Saved entries
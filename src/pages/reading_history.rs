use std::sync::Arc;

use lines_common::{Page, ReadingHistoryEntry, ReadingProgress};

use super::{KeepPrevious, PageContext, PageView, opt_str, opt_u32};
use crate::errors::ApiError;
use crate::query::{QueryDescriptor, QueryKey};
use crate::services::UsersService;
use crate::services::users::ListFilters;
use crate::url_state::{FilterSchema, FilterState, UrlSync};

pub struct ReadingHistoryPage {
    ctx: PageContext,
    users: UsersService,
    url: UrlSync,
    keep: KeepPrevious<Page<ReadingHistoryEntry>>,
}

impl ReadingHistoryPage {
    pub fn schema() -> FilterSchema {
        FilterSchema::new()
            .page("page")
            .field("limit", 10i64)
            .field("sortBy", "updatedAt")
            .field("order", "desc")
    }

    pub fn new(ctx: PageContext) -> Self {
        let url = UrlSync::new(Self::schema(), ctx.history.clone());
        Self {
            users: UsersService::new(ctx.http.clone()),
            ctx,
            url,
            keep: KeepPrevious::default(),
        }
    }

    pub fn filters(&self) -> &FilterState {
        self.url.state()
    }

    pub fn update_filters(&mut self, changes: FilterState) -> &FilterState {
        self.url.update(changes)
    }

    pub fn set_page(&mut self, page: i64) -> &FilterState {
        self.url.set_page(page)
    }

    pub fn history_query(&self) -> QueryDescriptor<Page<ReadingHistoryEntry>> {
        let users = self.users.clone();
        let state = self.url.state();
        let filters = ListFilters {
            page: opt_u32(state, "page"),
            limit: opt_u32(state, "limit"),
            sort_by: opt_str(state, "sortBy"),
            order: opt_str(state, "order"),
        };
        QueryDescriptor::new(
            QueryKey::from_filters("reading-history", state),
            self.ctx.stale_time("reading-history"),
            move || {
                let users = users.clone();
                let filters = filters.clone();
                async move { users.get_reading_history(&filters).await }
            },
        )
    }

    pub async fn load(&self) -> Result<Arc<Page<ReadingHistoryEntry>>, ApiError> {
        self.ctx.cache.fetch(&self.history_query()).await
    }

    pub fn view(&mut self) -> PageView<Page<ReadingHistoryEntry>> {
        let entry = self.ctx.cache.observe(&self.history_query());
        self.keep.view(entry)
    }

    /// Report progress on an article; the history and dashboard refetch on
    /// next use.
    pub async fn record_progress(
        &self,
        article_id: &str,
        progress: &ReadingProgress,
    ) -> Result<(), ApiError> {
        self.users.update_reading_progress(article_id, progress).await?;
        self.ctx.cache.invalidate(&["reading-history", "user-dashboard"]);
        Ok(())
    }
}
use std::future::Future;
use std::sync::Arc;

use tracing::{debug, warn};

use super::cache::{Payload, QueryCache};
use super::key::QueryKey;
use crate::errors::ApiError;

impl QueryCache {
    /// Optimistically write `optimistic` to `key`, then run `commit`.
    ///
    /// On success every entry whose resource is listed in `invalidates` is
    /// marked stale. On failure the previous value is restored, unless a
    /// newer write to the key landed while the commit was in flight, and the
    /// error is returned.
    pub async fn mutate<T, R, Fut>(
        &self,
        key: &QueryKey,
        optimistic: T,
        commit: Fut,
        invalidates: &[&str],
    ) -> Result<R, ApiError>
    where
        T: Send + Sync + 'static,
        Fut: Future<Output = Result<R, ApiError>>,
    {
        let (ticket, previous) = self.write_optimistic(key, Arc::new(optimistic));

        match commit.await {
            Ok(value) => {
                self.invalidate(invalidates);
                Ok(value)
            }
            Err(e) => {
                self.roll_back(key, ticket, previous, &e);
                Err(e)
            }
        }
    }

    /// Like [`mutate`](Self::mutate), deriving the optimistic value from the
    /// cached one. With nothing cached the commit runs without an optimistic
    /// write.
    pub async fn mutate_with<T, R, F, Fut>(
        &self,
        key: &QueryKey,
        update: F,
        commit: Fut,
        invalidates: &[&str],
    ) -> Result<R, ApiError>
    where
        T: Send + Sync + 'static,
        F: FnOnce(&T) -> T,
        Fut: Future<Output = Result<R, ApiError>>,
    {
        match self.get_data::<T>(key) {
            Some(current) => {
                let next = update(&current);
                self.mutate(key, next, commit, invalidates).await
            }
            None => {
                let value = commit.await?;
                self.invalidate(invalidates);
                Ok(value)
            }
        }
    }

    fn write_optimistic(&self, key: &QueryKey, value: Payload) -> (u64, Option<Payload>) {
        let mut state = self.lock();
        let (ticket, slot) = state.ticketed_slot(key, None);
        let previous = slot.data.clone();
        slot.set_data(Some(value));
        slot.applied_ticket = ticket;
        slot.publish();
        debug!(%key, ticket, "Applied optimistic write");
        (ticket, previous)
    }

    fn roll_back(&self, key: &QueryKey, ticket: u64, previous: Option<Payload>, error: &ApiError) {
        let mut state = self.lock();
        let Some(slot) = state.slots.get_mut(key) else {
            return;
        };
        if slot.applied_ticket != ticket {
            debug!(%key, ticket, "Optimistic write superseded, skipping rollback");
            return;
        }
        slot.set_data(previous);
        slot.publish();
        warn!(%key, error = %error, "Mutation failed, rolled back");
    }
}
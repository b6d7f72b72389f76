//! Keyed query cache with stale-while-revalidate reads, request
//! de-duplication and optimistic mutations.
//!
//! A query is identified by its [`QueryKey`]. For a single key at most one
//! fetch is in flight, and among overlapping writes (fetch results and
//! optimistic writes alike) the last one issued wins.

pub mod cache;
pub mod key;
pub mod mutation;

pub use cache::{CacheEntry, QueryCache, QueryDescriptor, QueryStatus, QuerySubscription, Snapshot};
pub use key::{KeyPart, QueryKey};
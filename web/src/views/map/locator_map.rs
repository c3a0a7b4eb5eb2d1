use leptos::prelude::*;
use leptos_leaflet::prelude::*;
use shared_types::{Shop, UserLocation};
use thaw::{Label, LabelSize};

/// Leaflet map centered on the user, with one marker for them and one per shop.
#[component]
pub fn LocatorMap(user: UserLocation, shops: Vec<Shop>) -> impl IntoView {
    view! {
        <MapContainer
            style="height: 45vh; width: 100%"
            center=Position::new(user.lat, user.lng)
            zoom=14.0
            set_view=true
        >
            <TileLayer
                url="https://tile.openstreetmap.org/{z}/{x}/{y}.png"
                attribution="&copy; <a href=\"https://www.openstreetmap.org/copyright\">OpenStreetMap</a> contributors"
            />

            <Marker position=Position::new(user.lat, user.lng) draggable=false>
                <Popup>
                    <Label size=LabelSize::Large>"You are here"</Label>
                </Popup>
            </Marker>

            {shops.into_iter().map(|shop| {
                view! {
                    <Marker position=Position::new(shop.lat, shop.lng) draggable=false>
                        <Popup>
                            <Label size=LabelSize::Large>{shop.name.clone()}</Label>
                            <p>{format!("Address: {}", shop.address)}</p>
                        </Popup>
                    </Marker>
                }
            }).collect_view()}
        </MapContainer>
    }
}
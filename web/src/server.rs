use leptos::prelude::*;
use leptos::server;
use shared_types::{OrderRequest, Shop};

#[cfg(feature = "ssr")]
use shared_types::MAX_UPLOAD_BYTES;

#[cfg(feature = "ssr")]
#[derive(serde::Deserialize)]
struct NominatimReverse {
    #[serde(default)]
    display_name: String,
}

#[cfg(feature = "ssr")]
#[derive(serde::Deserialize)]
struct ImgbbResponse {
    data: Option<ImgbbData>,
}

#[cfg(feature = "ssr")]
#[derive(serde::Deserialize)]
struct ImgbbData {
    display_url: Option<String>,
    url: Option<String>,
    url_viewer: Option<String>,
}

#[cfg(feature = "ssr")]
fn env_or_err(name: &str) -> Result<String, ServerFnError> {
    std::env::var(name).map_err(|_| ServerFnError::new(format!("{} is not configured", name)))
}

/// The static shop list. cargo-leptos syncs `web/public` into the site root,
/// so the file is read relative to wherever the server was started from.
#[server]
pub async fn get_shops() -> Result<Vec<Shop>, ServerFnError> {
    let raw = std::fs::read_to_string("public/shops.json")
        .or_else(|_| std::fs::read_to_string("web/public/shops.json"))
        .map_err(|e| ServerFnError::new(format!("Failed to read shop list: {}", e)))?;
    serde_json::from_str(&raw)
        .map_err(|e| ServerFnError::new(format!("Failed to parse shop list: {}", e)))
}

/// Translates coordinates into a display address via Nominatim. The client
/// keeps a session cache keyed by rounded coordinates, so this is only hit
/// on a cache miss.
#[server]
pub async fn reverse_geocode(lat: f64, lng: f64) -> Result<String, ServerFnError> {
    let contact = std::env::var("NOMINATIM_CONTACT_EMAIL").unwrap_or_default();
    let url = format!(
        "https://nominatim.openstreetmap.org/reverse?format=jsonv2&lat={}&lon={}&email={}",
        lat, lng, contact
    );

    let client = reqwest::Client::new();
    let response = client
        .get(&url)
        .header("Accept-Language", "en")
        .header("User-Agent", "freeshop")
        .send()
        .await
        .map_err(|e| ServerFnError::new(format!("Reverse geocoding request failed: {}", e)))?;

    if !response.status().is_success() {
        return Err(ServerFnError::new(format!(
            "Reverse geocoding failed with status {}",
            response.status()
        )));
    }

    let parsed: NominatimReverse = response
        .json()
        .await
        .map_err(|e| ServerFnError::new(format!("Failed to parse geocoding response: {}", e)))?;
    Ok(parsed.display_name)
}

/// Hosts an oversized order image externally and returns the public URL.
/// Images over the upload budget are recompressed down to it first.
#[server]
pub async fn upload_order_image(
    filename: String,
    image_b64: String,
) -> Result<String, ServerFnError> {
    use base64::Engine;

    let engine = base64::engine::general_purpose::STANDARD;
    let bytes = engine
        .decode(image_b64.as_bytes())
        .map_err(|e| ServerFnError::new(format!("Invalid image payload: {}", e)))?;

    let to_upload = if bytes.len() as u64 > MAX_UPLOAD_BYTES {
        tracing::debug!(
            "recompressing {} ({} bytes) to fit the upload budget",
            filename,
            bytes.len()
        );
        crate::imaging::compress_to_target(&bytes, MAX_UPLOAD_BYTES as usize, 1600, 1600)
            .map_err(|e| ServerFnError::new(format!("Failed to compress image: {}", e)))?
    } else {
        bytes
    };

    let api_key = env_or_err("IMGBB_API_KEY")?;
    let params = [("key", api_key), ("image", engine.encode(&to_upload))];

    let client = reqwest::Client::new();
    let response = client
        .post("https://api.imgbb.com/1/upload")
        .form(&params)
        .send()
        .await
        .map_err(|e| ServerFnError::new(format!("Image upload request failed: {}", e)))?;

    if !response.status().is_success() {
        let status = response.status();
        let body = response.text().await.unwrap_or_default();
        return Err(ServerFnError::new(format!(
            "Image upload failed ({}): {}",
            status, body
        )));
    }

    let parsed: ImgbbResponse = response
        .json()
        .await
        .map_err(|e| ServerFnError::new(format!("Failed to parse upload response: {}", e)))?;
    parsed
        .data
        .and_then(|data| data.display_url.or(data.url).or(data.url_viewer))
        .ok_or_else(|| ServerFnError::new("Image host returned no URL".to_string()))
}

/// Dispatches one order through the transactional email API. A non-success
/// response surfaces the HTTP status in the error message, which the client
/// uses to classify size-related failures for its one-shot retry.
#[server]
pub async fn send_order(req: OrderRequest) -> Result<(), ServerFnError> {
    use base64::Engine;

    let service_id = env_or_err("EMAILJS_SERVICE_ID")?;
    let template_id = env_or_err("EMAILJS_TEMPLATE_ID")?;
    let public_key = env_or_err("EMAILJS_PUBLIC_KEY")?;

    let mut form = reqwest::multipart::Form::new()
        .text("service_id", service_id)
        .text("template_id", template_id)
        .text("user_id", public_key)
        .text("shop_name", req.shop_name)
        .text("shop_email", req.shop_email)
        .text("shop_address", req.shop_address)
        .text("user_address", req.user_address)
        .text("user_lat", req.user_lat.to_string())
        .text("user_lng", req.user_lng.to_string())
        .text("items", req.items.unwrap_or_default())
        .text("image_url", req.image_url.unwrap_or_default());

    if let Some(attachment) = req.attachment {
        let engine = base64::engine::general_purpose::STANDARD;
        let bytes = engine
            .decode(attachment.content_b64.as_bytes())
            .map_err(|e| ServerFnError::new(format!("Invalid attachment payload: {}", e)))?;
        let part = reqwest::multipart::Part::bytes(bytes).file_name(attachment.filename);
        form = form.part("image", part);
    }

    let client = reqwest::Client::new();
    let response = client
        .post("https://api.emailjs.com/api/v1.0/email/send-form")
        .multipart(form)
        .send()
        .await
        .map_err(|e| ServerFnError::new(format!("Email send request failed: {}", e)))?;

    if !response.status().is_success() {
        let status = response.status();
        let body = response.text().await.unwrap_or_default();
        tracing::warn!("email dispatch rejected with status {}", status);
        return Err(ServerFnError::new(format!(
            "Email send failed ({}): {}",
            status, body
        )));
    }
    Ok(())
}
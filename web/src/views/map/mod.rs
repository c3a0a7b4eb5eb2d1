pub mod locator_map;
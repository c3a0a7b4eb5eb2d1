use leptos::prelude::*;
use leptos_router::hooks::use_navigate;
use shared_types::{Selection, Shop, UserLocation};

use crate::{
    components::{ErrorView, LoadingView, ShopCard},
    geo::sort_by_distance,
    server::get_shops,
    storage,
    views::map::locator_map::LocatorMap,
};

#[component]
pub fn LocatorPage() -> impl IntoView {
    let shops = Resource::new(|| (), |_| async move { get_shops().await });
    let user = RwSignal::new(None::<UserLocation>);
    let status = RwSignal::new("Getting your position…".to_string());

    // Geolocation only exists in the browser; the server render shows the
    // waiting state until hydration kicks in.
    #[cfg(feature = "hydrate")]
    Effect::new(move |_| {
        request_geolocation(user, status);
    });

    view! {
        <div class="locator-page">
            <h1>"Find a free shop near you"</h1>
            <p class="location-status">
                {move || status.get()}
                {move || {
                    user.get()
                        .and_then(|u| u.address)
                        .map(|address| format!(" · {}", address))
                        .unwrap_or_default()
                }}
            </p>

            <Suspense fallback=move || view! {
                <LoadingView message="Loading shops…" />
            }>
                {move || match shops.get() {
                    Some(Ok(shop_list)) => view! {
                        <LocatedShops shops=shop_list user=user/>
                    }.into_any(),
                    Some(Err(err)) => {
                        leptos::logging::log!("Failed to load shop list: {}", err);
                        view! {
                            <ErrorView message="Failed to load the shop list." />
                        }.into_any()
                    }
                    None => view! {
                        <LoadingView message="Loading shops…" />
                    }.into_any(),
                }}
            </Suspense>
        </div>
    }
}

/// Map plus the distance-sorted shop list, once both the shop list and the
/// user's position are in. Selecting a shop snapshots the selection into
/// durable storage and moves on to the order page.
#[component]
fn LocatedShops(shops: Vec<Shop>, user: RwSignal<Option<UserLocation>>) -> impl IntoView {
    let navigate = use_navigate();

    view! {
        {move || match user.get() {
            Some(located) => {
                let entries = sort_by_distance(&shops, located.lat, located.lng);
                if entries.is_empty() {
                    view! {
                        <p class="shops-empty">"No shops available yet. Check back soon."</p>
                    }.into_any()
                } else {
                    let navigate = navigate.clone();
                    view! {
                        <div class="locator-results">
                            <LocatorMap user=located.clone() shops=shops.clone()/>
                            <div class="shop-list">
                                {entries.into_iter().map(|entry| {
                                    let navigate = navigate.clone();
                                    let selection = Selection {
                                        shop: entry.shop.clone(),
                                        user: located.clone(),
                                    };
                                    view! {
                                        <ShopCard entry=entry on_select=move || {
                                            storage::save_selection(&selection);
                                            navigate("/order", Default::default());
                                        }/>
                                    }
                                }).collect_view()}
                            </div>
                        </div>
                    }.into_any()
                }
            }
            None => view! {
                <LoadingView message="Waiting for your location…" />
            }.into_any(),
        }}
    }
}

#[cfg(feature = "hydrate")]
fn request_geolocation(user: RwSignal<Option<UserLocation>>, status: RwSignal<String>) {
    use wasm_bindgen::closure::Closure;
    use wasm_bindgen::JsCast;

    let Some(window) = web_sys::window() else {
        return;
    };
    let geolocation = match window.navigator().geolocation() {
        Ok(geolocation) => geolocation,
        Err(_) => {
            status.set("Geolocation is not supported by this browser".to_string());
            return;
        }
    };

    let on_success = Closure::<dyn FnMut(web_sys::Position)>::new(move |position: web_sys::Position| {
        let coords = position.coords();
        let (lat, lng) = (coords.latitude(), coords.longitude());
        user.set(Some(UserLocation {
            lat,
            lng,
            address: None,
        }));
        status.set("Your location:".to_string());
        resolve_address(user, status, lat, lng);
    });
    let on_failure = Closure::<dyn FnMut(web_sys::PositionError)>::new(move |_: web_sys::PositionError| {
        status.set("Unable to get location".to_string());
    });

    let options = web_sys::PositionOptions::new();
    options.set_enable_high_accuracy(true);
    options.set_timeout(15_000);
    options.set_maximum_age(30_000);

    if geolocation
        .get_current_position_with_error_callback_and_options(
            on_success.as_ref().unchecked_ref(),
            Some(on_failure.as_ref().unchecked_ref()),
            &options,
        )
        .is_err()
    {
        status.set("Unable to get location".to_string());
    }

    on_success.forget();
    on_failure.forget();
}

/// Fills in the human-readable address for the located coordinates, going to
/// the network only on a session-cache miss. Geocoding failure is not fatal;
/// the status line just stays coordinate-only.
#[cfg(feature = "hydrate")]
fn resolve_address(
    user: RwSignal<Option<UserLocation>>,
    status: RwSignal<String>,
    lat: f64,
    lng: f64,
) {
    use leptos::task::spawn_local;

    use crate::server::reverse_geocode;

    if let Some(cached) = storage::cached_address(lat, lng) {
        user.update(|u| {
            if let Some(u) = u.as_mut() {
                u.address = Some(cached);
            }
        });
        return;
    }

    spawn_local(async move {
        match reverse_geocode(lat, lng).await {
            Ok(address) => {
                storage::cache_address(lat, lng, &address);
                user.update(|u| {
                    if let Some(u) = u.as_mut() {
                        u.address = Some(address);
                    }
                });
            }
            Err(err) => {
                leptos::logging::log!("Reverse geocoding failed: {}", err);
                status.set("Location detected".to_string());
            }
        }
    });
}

• _DIRECTIONS_
Return exactly the lines above from the line that has "let (lat, lng)" through the line that has "options.set_timeout(15_000);", inclusive, and nothing else.

• _SOLUTION_
        let (lat, lng) = (coords.latitude(), coords.longitude());
        user.set(Some(UserLocation {
            lat,
            lng,
            address: None,
        }));
        status.set("Your location:".to_string());
        resolve_address(user, status, lat, lng);
    });
    let on_failure = Closure::<dyn FnMut(web_sys::PositionError)>::new(move |_: web_sys::PositionError| {
        status.set("Unable to get location".to_string());
    });

    let options = web_sys::PositionOptions::new();
    options.set_enable_high_accuracy(true);
    options.set_timeout(15_000);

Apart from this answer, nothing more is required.